2. In our opinion, there are two main points involving the sums on which the department sought to appeal.
The first sum is Rs. 2,72, 110.
This sum represents the part of the insurance cover received by the assessee (the aggregate received being Rs. 74,28,849) which was in excess of
the cost of fully damaged machinery.
This sum was offered to tax u/s 45 by the assessee but the assessee retracted its offer before the Tribunal.
The Tribunal accepted the assessee''s contention in that regard.
3. On the authority of the Vania Silk Mills (P) Ltd. Vs.

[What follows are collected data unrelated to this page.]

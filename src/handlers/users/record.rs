use axum::extract::{Path, State};

use crate::database::models::User;
use crate::error::ApiError;
use crate::handlers::JsonBody;
use crate::middleware::{ApiResponse, ApiResult, Caller};
use crate::permissions::{policy, Target};
use crate::AppState;

use super::UpdateUser;

async fn load(state: &AppState, caller: &Caller, username: &str) -> Result<User, ApiError> {
    let rule = policy::users();
    rule.check(&caller.ctx)?;

    let user = state
        .store
        .user_by_username(username)
        .await?
        .ok_or_else(|| ApiError::not_found(format!("User '{}' not found", username)))?;

    rule.check_object(&caller.ctx, &Target::Profile(user.id))?;
    Ok(user)
}

/// GET /api/v1/users/:username
pub async fn get(State(state): State<AppState>, caller: Caller, Path(username): Path<String>) -> ApiResult<User> {
    let user = load(&state, &caller, &username).await?;
    Ok(ApiResponse::success(user))
}

/// PATCH /api/v1/users/:username
pub async fn patch(
    State(state): State<AppState>,
    caller: Caller,
    Path(username): Path<String>,
    body: JsonBody<UpdateUser>,
) -> ApiResult<User> {
    let user = load(&state, &caller, &username).await?;
    let body = body.validated()?;

    let updated = state
        .store
        .update_user(user.id, body.into())
        .await?
        .ok_or_else(|| ApiError::not_found(format!("User '{}' not found", username)))?;
    Ok(ApiResponse::success(updated))
}

/// DELETE /api/v1/users/:username - also removes the user's reviews and comments
pub async fn delete(State(state): State<AppState>, caller: Caller, Path(username): Path<String>) -> ApiResult<()> {
    let user = load(&state, &caller, &username).await?;

    if !state.store.delete_user(user.id).await? {
        return Err(ApiError::not_found(format!("User '{}' not found", username)));
    }
    tracing::info!("Deleted user {}", user.username);
    Ok(ApiResponse::no_content())
}
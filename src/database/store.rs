use async_trait::async_trait;

use super::manager::DatabaseError;
use super::models::{
    Comment, NewComment, NewReview, NewTerm, NewTitle, NewUser, Review, ReviewChanges, Term, TermKind, Title,
    TitleChanges, TitleFilter, User, UserChanges,
};
use crate::filter::PageRequest;

/// Persistence operations behind the HTTP handlers.
///
/// List methods return the requested window together with the total number of
/// matching rows. Lookups return `Ok(None)` for missing rows; deletes return
/// whether a row was removed. Unique collisions surface as
/// [`DatabaseError::Conflict`].
#[async_trait]
pub trait Store: Send + Sync {
    async fn health_check(&self) -> Result<(), DatabaseError>;

    // Users
    async fn create_user(&self, user: NewUser) -> Result<User, DatabaseError>;
    async fn user_by_id(&self, id: i64) -> Result<Option<User>, DatabaseError>;
    async fn user_by_email(&self, email: &str) -> Result<Option<User>, DatabaseError>;
    async fn user_by_username(&self, username: &str) -> Result<Option<User>, DatabaseError>;
    async fn list_users(&self, search: Option<&str>, page: PageRequest) -> Result<(Vec<User>, i64), DatabaseError>;
    async fn update_user(&self, id: i64, changes: UserChanges) -> Result<Option<User>, DatabaseError>;
    async fn delete_user(&self, id: i64) -> Result<bool, DatabaseError>;
    async fn set_confirmation_code(&self, id: i64, code_hash: &str) -> Result<(), DatabaseError>;

    // Categories and genres
    async fn list_terms(
        &self,
        kind: TermKind,
        search: Option<&str>,
        page: PageRequest,
    ) -> Result<(Vec<Term>, i64), DatabaseError>;
    async fn term_by_slug(&self, kind: TermKind, slug: &str) -> Result<Option<Term>, DatabaseError>;
    async fn create_term(&self, kind: TermKind, term: NewTerm) -> Result<Term, DatabaseError>;
    async fn delete_term(&self, kind: TermKind, slug: &str) -> Result<bool, DatabaseError>;

    // Titles
    async fn list_titles(&self, filter: &TitleFilter, page: PageRequest) -> Result<(Vec<Title>, i64), DatabaseError>;
    async fn title_by_id(&self, id: i64) -> Result<Option<Title>, DatabaseError>;
    async fn create_title(&self, title: NewTitle) -> Result<Title, DatabaseError>;
    async fn update_title(&self, id: i64, changes: TitleChanges) -> Result<Option<Title>, DatabaseError>;
    async fn delete_title(&self, id: i64) -> Result<bool, DatabaseError>;

    // Reviews
    async fn list_reviews(&self, title_id: i64, page: PageRequest) -> Result<(Vec<Review>, i64), DatabaseError>;
    async fn review_by_id(&self, title_id: i64, review_id: i64) -> Result<Option<Review>, DatabaseError>;
    async fn review_by_author(&self, title_id: i64, author_id: i64) -> Result<Option<Review>, DatabaseError>;
    async fn create_review(&self, review: NewReview) -> Result<Review, DatabaseError>;
    async fn update_review(&self, review_id: i64, changes: ReviewChanges) -> Result<Option<Review>, DatabaseError>;
    async fn delete_review(&self, review_id: i64) -> Result<bool, DatabaseError>;

    // Comments
    async fn list_comments(&self, review_id: i64, page: PageRequest) -> Result<(Vec<Comment>, i64), DatabaseError>;
    async fn comment_by_id(&self, review_id: i64, comment_id: i64) -> Result<Option<Comment>, DatabaseError>;
    async fn create_comment(&self, comment: NewComment) -> Result<Comment, DatabaseError>;
    async fn update_comment(&self, comment_id: i64, text: Option<String>) -> Result<Option<Comment>, DatabaseError>;
    async fn delete_comment(&self, comment_id: i64) -> Result<bool, DatabaseError>;
}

Commissioner of Income Tax, Ahmedabad [OVERRULED], , it is a settled position that
this amount cannot be treated as a capital receipt in the hands of the assessee as there was no transfer of capital but the rights and property of the
assessee merely got extinguished, somewhat ironically, by fire.

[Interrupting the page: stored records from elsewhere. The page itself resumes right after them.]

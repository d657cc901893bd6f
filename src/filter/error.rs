use thiserror::Error;

#[derive(Error, Debug, PartialEq)]
pub enum FilterError {
    #[error("Invalid limit: {0}")]
    InvalidLimit(String),

    #[error("Invalid offset: {0}")]
    InvalidOffset(String),
}
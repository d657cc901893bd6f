//! Composable access predicates.
//!
//! A [`Rule`] answers two questions for a request: whether the principal may
//! reach the endpoint at all ([`Rule::has_permission`]) and, once the target
//! row is loaded, whether they may act on that row
//! ([`Rule::has_object_permission`]). Rules combine with `&` and `|`:
//!
//! ```ignore
//! let policy = Rule::IsAuthenticatedOrReadOnly
//!     & (Rule::IsAdmin | Rule::IsModer | Rule::IsAuthor | Rule::ReadOnly);
//! ```

use axum::http::Method;
use std::ops::{BitAnd, BitOr};

use crate::database::models::{Role, User};
use crate::error::ApiError;

/// Who is making the request, reduced to what the rules need
#[derive(Debug, Clone, PartialEq)]
pub struct Principal {
    pub id: i64,
    pub role: Role,
    pub is_superuser: bool,
}

impl Principal {
    pub fn is_admin(&self) -> bool {
        self.role == Role::Admin || self.is_superuser
    }

    pub fn is_moderator(&self) -> bool {
        self.role == Role::Moderator
    }
}

impl From<&User> for Principal {
    fn from(user: &User) -> Self {
        Self { id: user.id, role: user.role, is_superuser: user.is_superuser }
    }
}

/// Ownership facts about the row a request acts on
#[derive(Debug, Clone, Copy, PartialEq)]
pub enum Target {
    /// A user profile, by user id
    Profile(i64),
    /// A review or comment, by author id
    Authored { author_id: i64 },
}

/// Request facts the rules are evaluated against
#[derive(Debug, Clone)]
pub struct AccessContext {
    pub principal: Option<Principal>,
    pub method: Method,
}

impl AccessContext {
    pub fn new(principal: Option<Principal>, method: Method) -> Self {
        Self { principal, method }
    }

    pub fn is_safe_method(&self) -> bool {
        matches!(self.method, Method::GET | Method::HEAD | Method::OPTIONS)
    }

    pub fn is_authenticated(&self) -> bool {
        self.principal.is_some()
    }
}

#[derive(Debug, Clone, PartialEq)]
pub enum Rule {
    AllowAny,
    IsAuthenticated,
    IsAuthenticatedOrReadOnly,
    IsAdmin,
    IsModer,
    IsOwner,
    IsAuthor,
    ReadOnly,
    And(Box<Rule>, Box<Rule>),
    Or(Box<Rule>, Box<Rule>),
}

impl Rule {
    pub fn has_permission(&self, ctx: &AccessContext) -> bool {
        match self {
            Rule::AllowAny => true,
            Rule::IsAuthenticated => ctx.is_authenticated(),
            Rule::IsAuthenticatedOrReadOnly => ctx.is_safe_method() || ctx.is_authenticated(),
            Rule::IsAdmin => ctx.principal.as_ref().is_some_and(Principal::is_admin),
            Rule::IsModer => ctx.principal.as_ref().is_some_and(Principal::is_moderator),
            // Ownership is only decidable once the row is loaded
            Rule::IsOwner | Rule::IsAuthor => true,
            Rule::ReadOnly => ctx.is_safe_method(),
            Rule::And(a, b) => a.has_permission(ctx) && b.has_permission(ctx),
            Rule::Or(a, b) => a.has_permission(ctx) || b.has_permission(ctx),
        }
    }

    pub fn has_object_permission(&self, ctx: &AccessContext, target: &Target) -> bool {
        match self {
            Rule::IsOwner => match (&ctx.principal, target) {
                (Some(p), Target::Profile(user_id)) => p.id == *user_id,
                _ => false,
            },
            Rule::IsAuthor => match (&ctx.principal, target) {
                (Some(p), Target::Authored { author_id }) => p.id == *author_id,
                _ => false,
            },
            Rule::And(a, b) => a.has_object_permission(ctx, target) && b.has_object_permission(ctx, target),
            // A branch only grants object access if it also granted endpoint access
            Rule::Or(a, b) => {
                (a.has_permission(ctx) && a.has_object_permission(ctx, target))
                    || (b.has_permission(ctx) && b.has_object_permission(ctx, target))
            }
            other => other.has_permission(ctx),
        }
    }

    /// Endpoint-level check, mapped to 401 for anonymous and 403 otherwise
    pub fn check(&self, ctx: &AccessContext) -> Result<(), ApiError> {
        if self.has_permission(ctx) {
            Ok(())
        } else {
            Err(denied(ctx))
        }
    }

    /// Row-level check; callers run it after the row lookup so missing rows stay 404
    pub fn check_object(&self, ctx: &AccessContext, target: &Target) -> Result<(), ApiError> {
        if self.has_permission(ctx) && self.has_object_permission(ctx, target) {
            Ok(())
        } else {
            Err(denied(ctx))
        }
    }
}

fn denied(ctx: &AccessContext) -> ApiError {
    if ctx.is_authenticated() {
        ApiError::forbidden("You do not have permission to perform this action")
    } else {
        ApiError::unauthorized("Authentication credentials were not provided")
    }
}

impl BitAnd for Rule {
    type Output = Rule;

    fn bitand(self, rhs: Rule) -> Rule {
        Rule::And(Box::new(self), Box::new(rhs))
    }
}

impl BitOr for Rule {
    type Output = Rule;

    fn bitor(self, rhs: Rule) -> Rule {
        Rule::Or(Box::new(self), Box::new(rhs))
    }
}

/// Policies attached to each resource
pub mod policy {
    use super::Rule;

    /// User administration: admins only
    pub fn users() -> Rule {
        Rule::IsAuthenticated & Rule::IsAdmin
    }

    /// `/users/me`: any signed-in user, on their own profile
    pub fn own_profile() -> Rule {
        Rule::IsAuthenticated & Rule::IsOwner
    }

    /// Titles, categories and genres: everyone reads, admins write
    pub fn catalog() -> Rule {
        Rule::IsAdmin | Rule::ReadOnly
    }

    /// Reviews and comments: everyone reads, signed-in users post,
    /// authors, moderators and admins edit
    pub fn discussion() -> Rule {
        Rule::IsAuthenticatedOrReadOnly & (Rule::IsAdmin | Rule::IsModer | Rule::IsAuthor | Rule::ReadOnly)
    }
}
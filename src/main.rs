use tracing_subscriber::EnvFilter;

#[tokio::main]
async fn main() -> anyhow::Result<()> {
    // Load .env if present so cargo run picks up DATABASE_URL, SECURITY_JWT_SECRET, etc.
    let _ = dotenvy::dotenv();

    tracing_subscriber::fmt()
        .with_env_filter(EnvFilter::try_from_default_env().unwrap_or_else(|_| EnvFilter::new("info")))
        .init();

    yamdb_api::cli::commands::serve::run().await
}
use axum::extract::{Path, State};

use crate::database::models::Review;
use crate::error::ApiError;
use crate::handlers::JsonBody;
use crate::middleware::{ApiResponse, ApiResult, Caller};
use crate::permissions::{policy, Target};
use crate::AppState;

use super::UpdateReview;

/// Look the review up under its title, then run the row-level check
async fn load(state: &AppState, caller: &Caller, title_id: i64, review_id: i64) -> Result<Review, ApiError> {
    let rule = policy::discussion();
    rule.check(&caller.ctx)?;

    let review = state
        .store
        .review_by_id(title_id, review_id)
        .await?
        .ok_or_else(|| ApiError::not_found(format!("Review {} not found", review_id)))?;

    rule.check_object(&caller.ctx, &Target::Authored { author_id: review.author_id })?;
    Ok(review)
}

/// GET /api/v1/titles/:title_id/reviews/:review_id
pub async fn get(
    State(state): State<AppState>,
    caller: Caller,
    Path((title_id, review_id)): Path<(i64, i64)>,
) -> ApiResult<Review> {
    let review = load(&state, &caller, title_id, review_id).await?;
    Ok(ApiResponse::success(review))
}

/// PATCH /api/v1/titles/:title_id/reviews/:review_id
pub async fn patch(
    State(state): State<AppState>,
    caller: Caller,
    Path((title_id, review_id)): Path<(i64, i64)>,
    body: JsonBody<UpdateReview>,
) -> ApiResult<Review> {
    load(&state, &caller, title_id, review_id).await?;
    let body = body.validated()?;

    let review = state
        .store
        .update_review(review_id, body.into())
        .await?
        .ok_or_else(|| ApiError::not_found(format!("Review {} not found", review_id)))?;
    Ok(ApiResponse::success(review))
}

/// DELETE /api/v1/titles/:title_id/reviews/:review_id - comments go with it
pub async fn delete(
    State(state): State<AppState>,
    caller: Caller,
    Path((title_id, review_id)): Path<(i64, i64)>,
) -> ApiResult<()> {
    let review = load(&state, &caller, title_id, review_id).await?;

    state.store.delete_review(review.id).await?;
    tracing::info!("Review {} on title {} deleted", review.id, title_id);
    Ok(ApiResponse::no_content())
}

4. The second sum in relation to which the appeal is intended is Rs. 16,63,668. This represents a part of the receipt from the insurance company,
in respect of partly damaged machinery, for the repair of which the assessee spent a sum of Rs. 4,58,170, but even after such expenditure, it had
the balance of the sum of Rs. 16,63,000 and odd in its hands. The point was whether it could be taxed as a revenue receipt u/s 41(2), as it stood
at the material time.
The said sub-section without the provision is quoted below :
(2) Where any building machinery, plant or furniture which is owned by the assessee and which was or has been used for the purposes of business
or profession is sold, discarded, demolished or destroyed and the money payable in respect of such building, machinery, plant or furniture, as the
case may be, together with the amount of scrap value, if any, exceed the written down value, so much of the excess as does not exceed the
difference between the actual cost and the written down value shall be chargeable to Income Tax as income of the business or profession of the
previous year in which the moneys payable for the building, machinery, plant or furniture became due.
5. On almost exactly similar facts, the Supreme Court held in the The Commissioner of Income Tax, Andhra Pradesh, Hyderabad Vs. Sirpur
Paper Mills Ltd., Hyderabad, that section 41(2) was not applicable.

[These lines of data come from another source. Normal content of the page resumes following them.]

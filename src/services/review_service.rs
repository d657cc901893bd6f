use std::sync::Arc;

use crate::database::models::{NewReview, Review, User};
use crate::database::Store;

use super::ServiceError;

pub const DUPLICATE_REVIEW: &str = "You have already reviewed this title";

/// Review creation with the one-review-per-title rule
pub struct ReviewService {
    store: Arc<dyn Store>,
}

impl ReviewService {
    pub fn new(store: Arc<dyn Store>) -> Self {
        Self { store }
    }

    /// Reject a second review of `title_id` by `author_id`
    pub async fn ensure_first_review(&self, title_id: i64, author_id: i64) -> Result<(), ServiceError> {
        if self.store.review_by_author(title_id, author_id).await?.is_some() {
            return Err(ServiceError::validation("non_field_errors", DUPLICATE_REVIEW));
        }
        Ok(())
    }

    /// Create a review. 404 if the title is missing, validation error if the
    /// author already reviewed it. Score range is checked by the caller.
    pub async fn create(&self, title_id: i64, author: &User, text: String, score: i32) -> Result<Review, ServiceError> {
        if self.store.title_by_id(title_id).await?.is_none() {
            return Err(ServiceError::NotFound(format!("Title {} not found", title_id)));
        }

        self.ensure_first_review(title_id, author.id).await?;

        // A concurrent insert that slipped past the check hits the unique constraint
        let review = self
            .store
            .create_review(NewReview { title_id, author_id: author.id, text, score })
            .await?;

        tracing::debug!("User {} reviewed title {} with score {}", author.username, title_id, score);
        Ok(review)
    }
}
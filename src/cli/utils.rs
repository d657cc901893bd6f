use serde_json::{json, Value};

use crate::cli::OutputFormat;

/// Print a success message, merging `data` into the JSON object in JSON mode
pub fn output_success(output_format: &OutputFormat, message: &str, data: Option<Value>) -> anyhow::Result<()> {
    match output_format {
        OutputFormat::Json => println!("{}", serde_json::to_string_pretty(&success_json(message, data))?),
        OutputFormat::Text => println!("✓ {}", message),
    }
    Ok(())
}

/// Print an error message in the selected format
pub fn output_error(output_format: &OutputFormat, message: &str) -> anyhow::Result<()> {
    match output_format {
        OutputFormat::Json => println!(
            "{}",
            serde_json::to_string_pretty(&json!({ "success": false, "error": message }))?
        ),
        OutputFormat::Text => eprintln!("Error: {}", message),
    }
    Ok(())
}

fn success_json(message: &str, data: Option<Value>) -> Value {
    let mut response = json!({
        "success": true,
        "message": message
    });

    if let (Some(target), Some(Value::Object(extra))) = (response.as_object_mut(), data) {
        target.extend(extra);
    }
    response
}

#[cfg(test)]
mod tests {
    use super::*;

    #[test]
    fn merges_object_data() {
        let value = success_json("done", Some(json!({"database": "ok"})));
        assert_eq!(value, json!({"success": true, "message": "done", "database": "ok"}));
    }

    #[test]
    fn ignores_non_object_data() {
        let value = success_json("done", Some(json!([1, 2])));
        assert_eq!(value, json!({"success": true, "message": "done"}));
    }
}
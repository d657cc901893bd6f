use clap::Subcommand;
use serde_json::json;

use crate::cli::utils::output_success;
use crate::cli::OutputFormat;
use crate::config;
use crate::database::DatabaseManager;

#[derive(Subcommand)]
pub enum DbCommands {
    #[command(about = "Create tables and indexes (idempotent)")]
    Init,

    #[command(about = "Check that the database is reachable")]
    Health,
}

pub async fn handle(cmd: DbCommands, output_format: OutputFormat) -> anyhow::Result<()> {
    let pool = DatabaseManager::connect(&config::config().database).await?;

    match cmd {
        DbCommands::Init => {
            DatabaseManager::ensure_schema(&pool).await?;
            output_success(&output_format, "Database schema applied", None)
        }
        DbCommands::Health => {
            DatabaseManager::health_check(&pool).await?;
            output_success(&output_format, "Database is reachable", Some(json!({ "database": "ok" })))
        }
    }
}
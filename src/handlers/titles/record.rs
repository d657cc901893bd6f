use axum::extract::{Path, State};

use crate::database::models::{Title, TitleChanges};
use crate::error::ApiError;
use crate::handlers::JsonBody;
use crate::middleware::{ApiResponse, ApiResult, Caller};
use crate::permissions::policy;
use crate::services::TitleService;
use crate::AppState;

use super::{check_year, UpdateTitle};

fn not_found(title_id: i64) -> ApiError {
    ApiError::not_found(format!("Title {} not found", title_id))
}

/// GET /api/v1/titles/:title_id
pub async fn get(State(state): State<AppState>, Path(title_id): Path<i64>) -> ApiResult<Title> {
    let title = state.store.title_by_id(title_id).await?.ok_or_else(|| not_found(title_id))?;
    Ok(ApiResponse::success(title))
}

/// PATCH /api/v1/titles/:title_id
pub async fn patch(
    State(state): State<AppState>,
    caller: Caller,
    Path(title_id): Path<i64>,
    body: JsonBody<UpdateTitle>,
) -> ApiResult<Title> {
    policy::catalog().check(&caller.ctx)?;
    if state.store.title_by_id(title_id).await?.is_none() {
        return Err(not_found(title_id));
    }
    let body = body.validated()?;
    if let Some(year) = body.year {
        check_year(year)?;
    }

    let service = TitleService::new(state.store.clone());
    let category_id = match body.category {
        Some(Some(slug)) => Some(Some(service.resolve_category(&slug).await?)),
        Some(None) => Some(None),
        None => None,
    };
    let genre_ids = match body.genre {
        Some(slugs) => Some(service.resolve_genres(&slugs).await?),
        None => None,
    };

    let changes = TitleChanges {
        name: body.name,
        year: body.year,
        description: body.description,
        category_id,
        genre_ids,
    };
    let title = state
        .store
        .update_title(title_id, changes)
        .await?
        .ok_or_else(|| not_found(title_id))?;
    Ok(ApiResponse::success(title))
}

/// DELETE /api/v1/titles/:title_id - reviews and their comments go with it
pub async fn delete(State(state): State<AppState>, caller: Caller, Path(title_id): Path<i64>) -> ApiResult<()> {
    policy::catalog().check(&caller.ctx)?;

    if !state.store.delete_title(title_id).await? {
        return Err(not_found(title_id));
    }
    tracing::info!("Title {} deleted", title_id);
    Ok(ApiResponse::no_content())
}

In that case the respondent- assessee had received from the insurance company for fire loss of Rs. 9,41 lakhs approximately it spent Rs. 1.58 lakh
approximately, for restoration of the building. The Supreme Court held that the balance of Rs. 7.03 lakh approximately was not chargeable u/s
41(2), because, according to the Supreme Court, it could have no application to a case where the plant or machinery was merely damaged (and
not destroyed), and by repairing, the damaged plant or machinery was restored to working condition.
6. Therefore, there is no question of law which survives for decision by the High Court in regard to the said sum of Rs. 16,00,000 and odd either.
Accordingly, leave to appeal u/s 260A is refused. The application is rejected. The questions about the comparatively small sums regarding
entertainment are, in our opinion, matters of fact and not matters of law.
The further questions framed on behalf of the department be kept on record countersigned by the court officer.